Saved data entries:
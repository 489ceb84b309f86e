//! DC offset removal.
//!
//! [`AutoCenter`] measures the mean of the first `window` samples it sees and
//! subtracts that mean from everything after. The samples inside the window
//! pass through unchanged, so the effect stays causal and adds no latency.

use crate::error::{Error, Result};
use crate::sample::Sample;

use super::Effect;

/// Centers a channel on zero using the mean of its opening samples.
#[derive(Debug, Clone)]
pub struct AutoCenter {
    window: u32,
    seen: u32,
    sum: i64,
    /// Measured offset; `None` while the window is still filling.
    offset: Option<i64>,
}

impl AutoCenter {
    /// Measure the offset over the first `window` samples.
    pub fn new(window: u32) -> Result<Self> {
        if window == 0 {
            return Err(Error::ZeroCapacity);
        }
        Ok(AutoCenter {
            window,
            seen: 0,
            sum: 0,
            offset: None,
        })
    }

    /// Samples averaged before correction starts.
    pub fn window(&self) -> u32 {
        self.window
    }

    /// The offset being removed, once measured.
    pub fn offset(&self) -> Option<i64> {
        self.offset
    }
}

impl<S: Sample> Effect<S> for AutoCenter {
    #[inline]
    fn process(&mut self, sample: S) -> S {
        let x = sample.to_i64();
        match self.offset {
            Some(offset) => S::saturate_from_i64(x - offset),
            None => {
                self.sum = self.sum.saturating_add(x);
                self.seen += 1;
                if self.seen == self.window {
                    let mean = libm::round(self.sum as f64 / self.window as f64);
                    self.offset = Some(mean as i64);
                }
                sample
            }
        }
    }

    /// Forget the measured offset and start a new window.
    fn reset(&mut self) {
        self.seen = 0;
        self.sum = 0;
        self.offset = None;
    }

    fn name(&self) -> &'static str {
        "auto_center"
    }
}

- **WORK TASK**
Across the data, pull every line containing the string "Error".

- **TASK OUTPUT**
use crate::error::{Error, Result};
            return Err(Error::ZeroCapacity);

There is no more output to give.